* _What the task requires_:
Scan the records below for the line with "assert!(!boy.is_empty());" and the line with "async fn test_update_with_explicit_null_clears_check()". Repeat those two lines and every line between them exactly, and nothing else.

# # # #

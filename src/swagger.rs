use actix_web::web;
use utoipa::OpenApi;
use utoipa::{
    Modify,
    openapi::security::{ApiKey, ApiKeyValue, SecurityScheme},
};
use utoipa_swagger_ui::SwaggerUi;

use crate::handlers;
use crate::models::*;

struct SecurityAddon;

impl Modify for SecurityAddon {
    fn modify(&self, openapi: &mut utoipa::openapi::OpenApi) {
        let components = openapi.components.as_mut().unwrap();
        components.add_security_scheme(
            "session_cookie",
            SecurityScheme::ApiKey(ApiKey::Cookie(ApiKeyValue::new("id"))),
        )
    }
}

#[derive(OpenApi)]
#[openapi(
    paths(
        handlers::auth::google_login,
        handlers::auth::logout,
        handlers::auth::me,
        handlers::bet::place_bet,
        handlers::bet::my_bets,
        handlers::bet::stats,
        handlers::bet::participants,
        handlers::admin::reveal_status,
        handlers::admin::reveal,
        handlers::admin::draw_winner,
        handlers::admin::update_predictions,
        handlers::admin::all_bets,
        handlers::admin::confirm_payment,
        handlers::clue::list_clues,
        handlers::clue::create_clue,
        handlers::clue::update_clue,
        handlers::clue::delete_clue,
        handlers::symptom::list_symptoms,
        handlers::symptom::init_symptoms,
        handlers::symptom::create_symptom,
        handlers::symptom::update_symptom,
        handlers::symptom::toggle_symptom,
        handlers::symptom::delete_symptom,
        handlers::symptom::clear_symptoms,
        handlers::config::public_config,
    ),
    components(
        schemas(
            Gender,
            ClueType,
            GoogleLoginRequest,
            UserResponse,
            WinnerProfile,
            PlaceBetRequest,
            BetResponse,
            GenderTotals,
            BetStatsResponse,
            ParticipantResponse,
            RevealRequest,
            UpdatePredictionsRequest,
            RevealConfigResponse,
            DrawWinnerResponse,
            CreateClueRequest,
            UpdateClueRequest,
            ClueResponse,
            CreateSymptomRequest,
            UpdateSymptomRequest,
            ToggleSymptomRequest,
            SymptomResponse,
        )
    ),
    modifiers(&SecurityAddon),
    tags(
        (name = "auth", description = "Google 登录与 session 管理"),
        (name = "bets", description = "下注、统计与参与者"),
        (name = "admin", description = "揭晓、开奖与付款确认"),
        (name = "clues", description = "线索管理"),
        (name = "symptoms", description = "孕徵管理"),
        (name = "config", description = "公开配置"),
    ),
    info(
        title = "Gender Reveal Party API",
        version = "1.0.0",
        description = "性别揭晓派对下注后端 REST API"
    ),
    servers(
        (url = "/api", description = "Local server")
    )
)]
pub struct ApiDoc;

pub fn swagger_config(cfg: &mut web::ServiceConfig) {
    cfg.service(
        SwaggerUi::new("/swagger-ui/{_:.*}").url("/api-docs/openapi.json", ApiDoc::openapi()),
    )
    .route(
        "/swagger-ui",
        web::get().to(|| async {
            actix_web::HttpResponse::Found()
                .append_header(("Location", "/swagger-ui/"))
                .finish()
        }),
    );
}
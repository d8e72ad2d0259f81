use crate::entities::reveal_config_entity as reveal_configs;
use crate::models::{Gender, WinnerProfile};
use chrono::{DateTime, Utc};
use serde::{Deserialize, Serialize};
use utoipa::ToSchema;

#[derive(Debug, Serialize, Deserialize, ToSchema)]
pub struct RevealRequest {
    pub gender: Gender,
}

#[derive(Debug, Serialize, Deserialize, ToSchema)]
#[serde(rename_all = "camelCase")]
pub struct UpdatePredictionsRequest {
    pub dad_prediction: Option<Gender>,
    pub mom_prediction: Option<Gender>,
}

#[derive(Debug, Clone, Serialize, Deserialize, ToSchema)]
#[serde(rename_all = "camelCase")]
pub struct RevealConfigResponse {
    pub id: i64,
    pub revealed_gender: Option<Gender>,
    pub is_revealed: bool,
    pub reveal_date: Option<DateTime<Utc>>,
    pub winner_id: Option<i64>,
    pub dad_prediction: Option<Gender>,
    pub mom_prediction: Option<Gender>,
    pub created_at: Option<DateTime<Utc>>,
    pub updated_at: Option<DateTime<Utc>>,
}

impl From<reveal_configs::Model> for RevealConfigResponse {
    fn from(config: reveal_configs::Model) -> Self {
        Self {
            id: config.id,
            revealed_gender: config.revealed_gender,
            is_revealed: config.is_revealed,
            reveal_date: config.reveal_date,
            winner_id: config.winner_id,
            dad_prediction: config.dad_prediction,
            mom_prediction: config.mom_prediction,
            created_at: config.created_at,
            updated_at: config.updated_at,
        }
    }
}

#[derive(Debug, Clone, Serialize, Deserialize, ToSchema)]
#[serde(rename_all = "camelCase")]
pub struct DrawWinnerResponse {
    pub winner: WinnerProfile,
    pub total_pool: i64,
    pub fee: i64,
    pub winner_prize: i64,
    pub total_participants: i64,
}
use crate::database::DbPool;
use crate::entities::symptom_entity as symptoms;
use crate::error::{AppError, AppResult};
use crate::models::{
    CreateSymptomRequest, SymptomResponse, ToggleSymptomRequest, UpdateSymptomRequest,
};
use chrono::Utc;
use sea_orm::{
    ActiveModelTrait, EntityTrait, IntoActiveModel, ModelTrait,
    PaginatorTrait, QueryOrder, Set,
};

/// 预设孕徵列表（民间说法，仅供派对娱乐）
pub const DEFAULT_SYMPTOMS: [(&str, &str, &str, i32); 9] = [
    ("肚型", "尖尖", "圓圓", 1),
    ("皮膚", "會變糟", "變光滑", 2),
    ("喜食口味", "酸、鹹食", "甜、甜食", 3),
    ("肚臍", "突出", "不突出", 4),
    ("害喜反應", "不重", "重", 5),
    ("胎心音", "< 140", "> 140", 6),
    ("腳", "不水腫", "很水腫", 7),
    ("體溫", "偏高", "偏低", 8),
    ("心情", "愉快", "多變", 9),
];

pub struct SymptomService {
    pool: DbPool,
}

impl SymptomService {
    pub fn new(pool: DbPool) -> Self {
        Self { pool }
    }

    /// 孕徵列表（公开），按 order 升序
    pub async fn list(&self) -> AppResult<Vec<SymptomResponse>> {
        let list = symptoms::Entity::find()
            .order_by_asc(symptoms::Column::SortOrder)
            .all(self.pool.as_ref())
            .await?;
        Ok(list.into_iter().map(Into::into).collect())
    }

    /// 批量写入预设孕徵；已有任何数据时拒绝，防止重复播种
    pub async fn seed_defaults(&self) -> AppResult<Vec<SymptomResponse>> {
        let count = symptoms::Entity::find().count(self.pool.as_ref()).await?;
        if count > 0 {
            return Err(AppError::StateConflict(
                "Symptoms already exist - clear them before re-initializing".to_string(),
            ));
        }

        let models = DEFAULT_SYMPTOMS
            .iter()
            .map(|(category, boy, girl, order)| symptoms::ActiveModel {
                category: Set(category.to_string()),
                boy_description: Set(boy.to_string()),
                girl_description: Set(girl.to_string()),
                sort_order: Set(*order),
                ..Default::default()
            });
        symptoms::Entity::insert_many(models).exec(self.pool.as_ref()).await?;

        self.list().await
    }

    pub async fn create(&self, request: CreateSymptomRequest) -> AppResult<SymptomResponse> {
        if request.category.trim().is_empty()
            || request.boy_description.trim().is_empty()
            || request.girl_description.trim().is_empty()
        {
            return Err(AppError::ValidationError(
                "category, boyDescription, girlDescription are required".to_string(),
            ));
        }

        let symptom = symptoms::ActiveModel {
            category: Set(request.category),
            boy_description: Set(request.boy_description),
            girl_description: Set(request.girl_description),
            sort_order: Set(request.sort_order.unwrap_or(0)),
            ..Default::default()
        }
        .insert(self.pool.as_ref())
        .await?;

        Ok(symptom.into())
    }

    pub async fn update(
        &self,
        id: i64,
        request: UpdateSymptomRequest,
    ) -> AppResult<SymptomResponse> {
        let symptom = self.find_symptom(id).await?;

        let mut am = symptom.into_active_model();
        if let Some(category) = request.category {
            am.category = Set(category);
        }
        if let Some(boy_description) = request.boy_description {
            am.boy_description = Set(boy_description);
        }
        if let Some(girl_description) = request.girl_description {
            am.girl_description = Set(girl_description);
        }
        // 外层 Some 才触发写入，内层 None 即显式取消勾选
        if let Some(checked_gender) = request.checked_gender {
            am.checked_gender = Set(checked_gender);
        }
        if let Some(sort_order) = request.sort_order {
            am.sort_order = Set(sort_order);
        }
        am.updated_at = Set(Some(Utc::now()));
        let updated = am.update(self.pool.as_ref()).await?;

        Ok(updated.into())
    }

    /// 勾选/取消勾选孕徵倾向，null 为取消
    pub async fn toggle(&self, id: i64, request: ToggleSymptomRequest) -> AppResult<SymptomResponse> {
        let symptom = self.find_symptom(id).await?;

        let mut am = symptom.into_active_model();
        am.checked_gender = Set(request.gender);
        am.updated_at = Set(Some(Utc::now()));
        let updated = am.update(self.pool.as_ref()).await?;

        Ok(updated.into())
    }

    pub async fn delete(&self, id: i64) -> AppResult<()> {
        let symptom = self.find_symptom(id).await?;
        symptom.delete(self.pool.as_ref()).await?;
        Ok(())
    }

    /// 清空全部孕徵，返回删除条数
    pub async fn clear(&self) -> AppResult<u64> {
        let result = symptoms::Entity::delete_many().exec(self.pool.as_ref()).await?;
        Ok(result.rows_affected)
    }

    async fn find_symptom(&self, id: i64) -> AppResult<symptoms::Model> {
        symptoms::Entity::find_by_id(id)
            .one(self.pool.as_ref())
            .await?
            .ok_or_else(|| AppError::NotFound("Symptom not found".to_string()))
    }
}

#[cfg(test)]
mod tests {
    use super::*;
    use std::sync::Arc;
    use crate::models::Gender;
    use sea_orm::{DatabaseBackend, MockDatabase, MockExecResult};
    use std::collections::BTreeMap;

    fn symptom_model(id: i64, category: &str, checked: Option<Gender>) -> symptoms::Model {
        symptoms::Model {
            id,
            category: category.to_string(),
            boy_description: "boy".to_string(),
            girl_description: "girl".to_string(),
            checked_gender: checked,
            sort_order: id as i32,
            created_at: Some(Utc::now()),
            updated_at: Some(Utc::now()),
        }
    }

    fn count_row(n: i64) -> Vec<BTreeMap<&'static str, sea_orm::Value>> {
        vec![BTreeMap::from([(
            "num_items",
            sea_orm::Value::BigInt(Some(n)),
        )])]
    }

    #[test]
    fn test_default_symptoms_integrity() {
        assert_eq!(DEFAULT_SYMPTOMS.len(), 9);
        for (i, (category, boy, girl, order)) in DEFAULT_SYMPTOMS.iter().enumerate() {
            assert!(!category.is_empty());
            assert!(!boy.is_empty());
            assert!(!girl.is_empty());
            assert_eq!(*order, i as i32 + 1);
        }
    }

    #[tokio::test]
    async fn test_seed_rejected_when_rows_exist() {
        let db = MockDatabase::new(DatabaseBackend::Postgres)
            .append_query_results([count_row(3)])
            .into_connection();

        let err = SymptomService::new(Arc::new(db)).seed_defaults().await.unwrap_err();
        assert!(matches!(err, AppError::StateConflict(_)));
    }

    #[tokio::test]
    async fn test_toggle_clears_with_null() {
        let db = MockDatabase::new(DatabaseBackend::Postgres)
            .append_query_results([vec![symptom_model(1, "肚型", Some(Gender::Boy))]])
            .append_query_results([vec![symptom_model(1, "肚型", None)]])
            .into_connection();

        let symptom = SymptomService::new(Arc::new(db))
            .toggle(1, ToggleSymptomRequest { gender: None })
            .await
            .unwrap();
        assert_eq!(symptom.checked_gender, None);
    }

    #[tokio::test]
    async fn test_update_with_explicit_null_clears_check() {
        let db = MockDatabase::new(DatabaseBackend::Postgres)
            .append_query_results([vec![symptom_model(1, "肚型", Some(Gender::Girl))]])
            .append_query_results([vec![symptom_model(1, "肚型", None)]])
            .into_connection();

        let symptom = SymptomService::new(Arc::new(db))
            .update(
                1,
                UpdateSymptomRequest {
                    category: None,
                    boy_description: None,
                    girl_description: None,
                    checked_gender: Some(None),
                    sort_order: None,
                },
            )
            .await
            .unwrap();
        assert_eq!(symptom.checked_gender, None);
    }

    #[tokio::test]
    async fn test_clear_reports_deleted_count() {
        let db = MockDatabase::new(DatabaseBackend::Postgres)
            .append_exec_results([MockExecResult {
                last_insert_id: 0,
                rows_affected: 9,
            }])
            .into_connection();

        let deleted = SymptomService::new(Arc::new(db)).clear().await.unwrap();
        assert_eq!(deleted, 9);
    }
}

# # # #

* _Exercise answer_:
            assert!(!boy.is_empty());
            assert!(!girl.is_empty());
            assert_eq!(*order, i as i32 + 1);
        }
    }

    #[tokio::test]
    async fn test_seed_rejected_when_rows_exist() {
        let db = MockDatabase::new(DatabaseBackend::Postgres)
            .append_query_results([count_row(3)])
            .into_connection();

        let err = SymptomService::new(Arc::new(db)).seed_defaults().await.unwrap_err();
        assert!(matches!(err, AppError::StateConflict(_)));
    }

    #[tokio::test]
    async fn test_toggle_clears_with_null() {
        let db = MockDatabase::new(DatabaseBackend::Postgres)
            .append_query_results([vec![symptom_model(1, "肚型", Some(Gender::Boy))]])
            .append_query_results([vec![symptom_model(1, "肚型", None)]])
            .into_connection();

        let symptom = SymptomService::new(Arc::new(db))
            .toggle(1, ToggleSymptomRequest { gender: None })
            .await
            .unwrap();
        assert_eq!(symptom.checked_gender, None);
    }

    #[tokio::test]
    async fn test_update_with_explicit_null_clears_check() {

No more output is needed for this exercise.